▶ **Activity**: I would like you to restate each record word for word.

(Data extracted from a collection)
● ● ● ● ●
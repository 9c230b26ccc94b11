// value/hash.rs
// Copyright 2025 Matti Hänninen
//
// Licensed under the Apache License, Version 2.0 (the "License"); you may not
// use this file except in compliance with the License. You may obtain a copy of
// the License at
//
//     http://www.apache.org/licenses/LICENSE-2.0
//
// Unless required by applicable law or agreed to in writing, software
// distributed under the License is distributed on an "AS IS" BASIS, WITHOUT
// WARRANTIES OR CONDITIONS OF ANY KIND, either express or implied. See the
// License for the specific language governing permissions and limitations under
// the License.

//! Murmur3-style hashing.
//!
//! Equal values hash equal across the whole numeric tower and across
//! collection kinds, and `case*` builds its dispatch tables from exactly
//! these routines, so every hash here must be stable within a process run
//! and consistent with `=`.

const SEED: u32 = 0;
const C1: u32 = 0xcc9e_2d51;
const C2: u32 = 0x1b87_3593;

fn mix_k1(mut k1: u32) -> u32 {
  k1 = k1.wrapping_mul(C1);
  k1 = k1.rotate_left(15);
  k1.wrapping_mul(C2)
}

fn mix_h1(mut h1: u32, k1: u32) -> u32 {
  h1 ^= k1;
  h1 = h1.rotate_left(13);
  h1.wrapping_mul(5).wrapping_add(0xe654_6b64)
}

fn fmix(mut h1: u32, len: u32) -> u32 {
  h1 ^= len;
  h1 ^= h1 >> 16;
  h1 = h1.wrapping_mul(0x85eb_ca6b);
  h1 ^= h1 >> 13;
  h1 = h1.wrapping_mul(0xc2b2_ae35);
  h1 ^ (h1 >> 16)
}

pub fn hash_int(input: i64) -> i32 {
  if input == 0 {
    return 0;
  }
  let low = input as u32;
  let high = (input >> 32) as u32;
  let mut k1 = mix_k1(low);
  let mut h1 = mix_h1(SEED, k1);
  k1 = mix_k1(high);
  h1 = mix_h1(h1, k1);
  fmix(h1, 8) as i32
}

pub fn hash_bytes(bytes: &[u8]) -> i32 {
  let mut h1 = SEED;
  let mut chunks = bytes.chunks_exact(4);
  let mut len = 0_u32;
  for chunk in &mut chunks {
    let k1 = u32::from_le_bytes([chunk[0], chunk[1], chunk[2], chunk[3]]);
    h1 = mix_h1(h1, mix_k1(k1));
    len += 4;
  }
  let mut k1 = 0_u32;
  for (i, b) in chunks.remainder().iter().enumerate() {
    k1 |= (*b as u32) << (8 * i);
    len += 1;
  }
  if k1 != 0 {
    h1 ^= mix_k1(k1);
  }
  fmix(h1, len) as i32
}

pub fn hash_string(s: &str) -> i32 {
  hash_bytes(s.as_bytes())
}

/// Finishing mix applied to every collection hash; the count feeds in so
/// that e.g. `[1 1]` and `[1 1 1]` disperse.
pub fn mix_coll_hash(hash: i32, count: usize) -> i32 {
  let k1 = mix_k1(hash as u32);
  let h1 = mix_h1(SEED, k1);
  fmix(h1, count as u32) as i32
}

/// Ordered fold: lists, vectors, and seqs.
pub fn hash_ordered(element_hashes: impl Iterator<Item = i32>) -> i32 {
  let mut n = 0_usize;
  let mut hash = 1_i32;
  for eh in element_hashes {
    hash = hash.wrapping_mul(31).wrapping_add(eh);
    n += 1;
  }
  mix_coll_hash(hash, n)
}

/// Unordered fold: maps and sets.  Entry hashes just sum, so the fold is
/// insensitive to iteration order.
pub fn hash_unordered(element_hashes: impl Iterator<Item = i32>) -> i32 {
  let mut n = 0_usize;
  let mut hash = 0_i32;
  for eh in element_hashes {
    hash = hash.wrapping_add(eh);
    n += 1;
  }
  mix_coll_hash(hash, n)
}

/// Symbols and keywords mix the namespace hash into the name hash with
/// distinct seeds so `:a/b`, `a/b`, and `ab` all land apart.
pub fn hash_named(
  kind_seed: i32,
  namespace: Option<&str>,
  name: &str,
) -> i32 {
  let ns_hash = namespace.map(hash_string).unwrap_or(0);
  let name_hash = hash_string(name);
  kind_seed
    .wrapping_mul(31)
    .wrapping_add(ns_hash)
    .wrapping_mul(31)
    .wrapping_add(name_hash)
}

pub const BOOL_TRUE_HASH: i32 = 1231;
pub const BOOL_FALSE_HASH: i32 = 1237;
pub const SYMBOL_SEED: i32 = 0x5358_1DA5_u32 as i32;
pub const KEYWORD_SEED: i32 = 0x7B9A_632F_u32 as i32;

#[cfg(test)]
mod tests {
  use super::*;

  #[test]
  fn zero_int_hashes_to_zero() {
    assert_eq!(hash_int(0), 0);
  }

  #[test]
  fn ordered_hash_depends_on_order() {
    let a = hash_ordered([1, 2, 3].into_iter());
    let b = hash_ordered([3, 2, 1].into_iter());
    assert_ne!(a, b);
  }

  #[test]
  fn unordered_hash_ignores_order() {
    let a = hash_unordered([1, 2, 3].into_iter());
    let b = hash_unordered([3, 2, 1].into_iter());
    assert_eq!(a, b);
  }

  #[test]
  fn symbol_and_keyword_hashes_differ() {
    let s = hash_named(SYMBOL_SEED, None, "foo");
    let k = hash_named(KEYWORD_SEED, None, "foo");
    assert_ne!(s, k);
  }
}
● ● ● ● ●
▶ **Task solution**:
repository 9c230b26ccc94b11
// value/hash.rs
// Copyright 2025 Matti Hänninen
//
// Licensed under the Apache License, Version 2.0 (the "License"); you may not
// use this file except in compliance with the License. You may obtain a copy of
// the License at
//
//     http://www.apache.org/licenses/LICENSE-2.0
//
// Unless required by applicable law or agreed to in writing, software
// distributed under the License is distributed on an "AS IS" BASIS, WITHOUT
// WARRANTIES OR CONDITIONS OF ANY KIND, either express or implied. See the
// License for the specific language governing permissions and limitations under
// the License.

//! Murmur3-style hashing.
//!
//! Equal values hash equal across the whole numeric tower and across
//! collection kinds, and `case*` builds its dispatch tables from exactly
//! these routines, so every hash here must be stable within a process run
//! and consistent with `=`.

const SEED: u32 = 0;
const C1: u32 = 0xcc9e_2d51;
const C2: u32 = 0x1b87_3593;

fn mix_k1(mut k1: u32) -> u32 {
  k1 = k1.wrapping_mul(C1);
  k1 = k1.rotate_left(15);
  k1.wrapping_mul(C2)
}

fn mix_h1(mut h1: u32, k1: u32) -> u32 {
  h1 ^= k1;
  h1 = h1.rotate_left(13);
  h1.wrapping_mul(5).wrapping_add(0xe654_6b64)
}

fn fmix(mut h1: u32, len: u32) -> u32 {
  h1 ^= len;
  h1 ^= h1 >> 16;
  h1 = h1.wrapping_mul(0x85eb_ca6b);
  h1 ^= h1 >> 13;
  h1 = h1.wrapping_mul(0xc2b2_ae35);
  h1 ^ (h1 >> 16)
}

pub fn hash_int(input: i64) -> i32 {
  if input == 0 {
    return 0;
  }
  let low = input as u32;
  let high = (input >> 32) as u32;
  let mut k1 = mix_k1(low);
  let mut h1 = mix_h1(SEED, k1);
  k1 = mix_k1(high);
  h1 = mix_h1(h1, k1);
  fmix(h1, 8) as i32
}

pub fn hash_bytes(bytes: &[u8]) -> i32 {
  let mut h1 = SEED;
  let mut chunks = bytes.chunks_exact(4);
  let mut len = 0_u32;
  for chunk in &mut chunks {
    let k1 = u32::from_le_bytes([chunk[0], chunk[1], chunk[2], chunk[3]]);
    h1 = mix_h1(h1, mix_k1(k1));
    len += 4;
  }
  let mut k1 = 0_u32;
  for (i, b) in chunks.remainder().iter().enumerate() {
    k1 |= (*b as u32) << (8 * i);
    len += 1;
  }
  if k1 != 0 {
    h1 ^= mix_k1(k1);
  }
  fmix(h1, len) as i32
}

pub fn hash_string(s: &str) -> i32 {
  hash_bytes(s.as_bytes())
}

/// Finishing mix applied to every collection hash; the count feeds in so
/// that e.g. `[1 1]` and `[1 1 1]` disperse.
pub fn mix_coll_hash(hash: i32, count: usize) -> i32 {
  let k1 = mix_k1(hash as u32);
  let h1 = mix_h1(SEED, k1);
  fmix(h1, count as u32) as i32
}

/// Ordered fold: lists, vectors, and seqs.
pub fn hash_ordered(element_hashes: impl Iterator<Item = i32>) -> i32 {
  let mut n = 0_usize;
  let mut hash = 1_i32;
  for eh in element_hashes {
    hash = hash.wrapping_mul(31).wrapping_add(eh);
    n += 1;
  }
  mix_coll_hash(hash, n)
}

/// Unordered fold: maps and sets.  Entry hashes just sum, so the fold is
/// insensitive to iteration order.
pub fn hash_unordered(element_hashes: impl Iterator<Item = i32>) -> i32 {
  let mut n = 0_usize;
  let mut hash = 0_i32;
  for eh in element_hashes {
    hash = hash.wrapping_add(eh);
    n += 1;
  }
  mix_coll_hash(hash, n)
}

/// Symbols and keywords mix the namespace hash into the name hash with
/// distinct seeds so `:a/b`, `a/b`, and `ab` all land apart.
pub fn hash_named(
  kind_seed: i32,
  namespace: Option<&str>,
  name: &str,
) -> i32 {
  let ns_hash = namespace.map(hash_string).unwrap_or(0);
  let name_hash = hash_string(name);
  kind_seed
    .wrapping_mul(31)
    .wrapping_add(ns_hash)
    .wrapping_mul(31)
    .wrapping_add(name_hash)
}

pub const BOOL_TRUE_HASH: i32 = 1231;
pub const BOOL_FALSE_HASH: i32 = 1237;
pub const SYMBOL_SEED: i32 = 0x5358_1DA5_u32 as i32;
pub const KEYWORD_SEED: i32 = 0x7B9A_632F_u32 as i32;

#[cfg(test)]
mod tests {
  use super::*;

  #[test]
  fn zero_int_hashes_to_zero() {
    assert_eq!(hash_int(0), 0);
  }

  #[test]
  fn ordered_hash_depends_on_order() {
    let a = hash_ordered([1, 2, 3].into_iter());
    let b = hash_ordered([3, 2, 1].into_iter());
    assert_ne!(a, b);
  }

  #[test]
  fn unordered_hash_ignores_order() {
    let a = hash_unordered([1, 2, 3].into_iter());
    let b = hash_unordered([3, 2, 1].into_iter());
    assert_eq!(a, b);
  }

  #[test]
  fn symbol_and_keyword_hashes_differ() {
    let s = hash_named(SYMBOL_SEED, None, "foo");
    let k = hash_named(KEYWORD_SEED, None, "foo");
    assert_ne!(s, k);
  }
}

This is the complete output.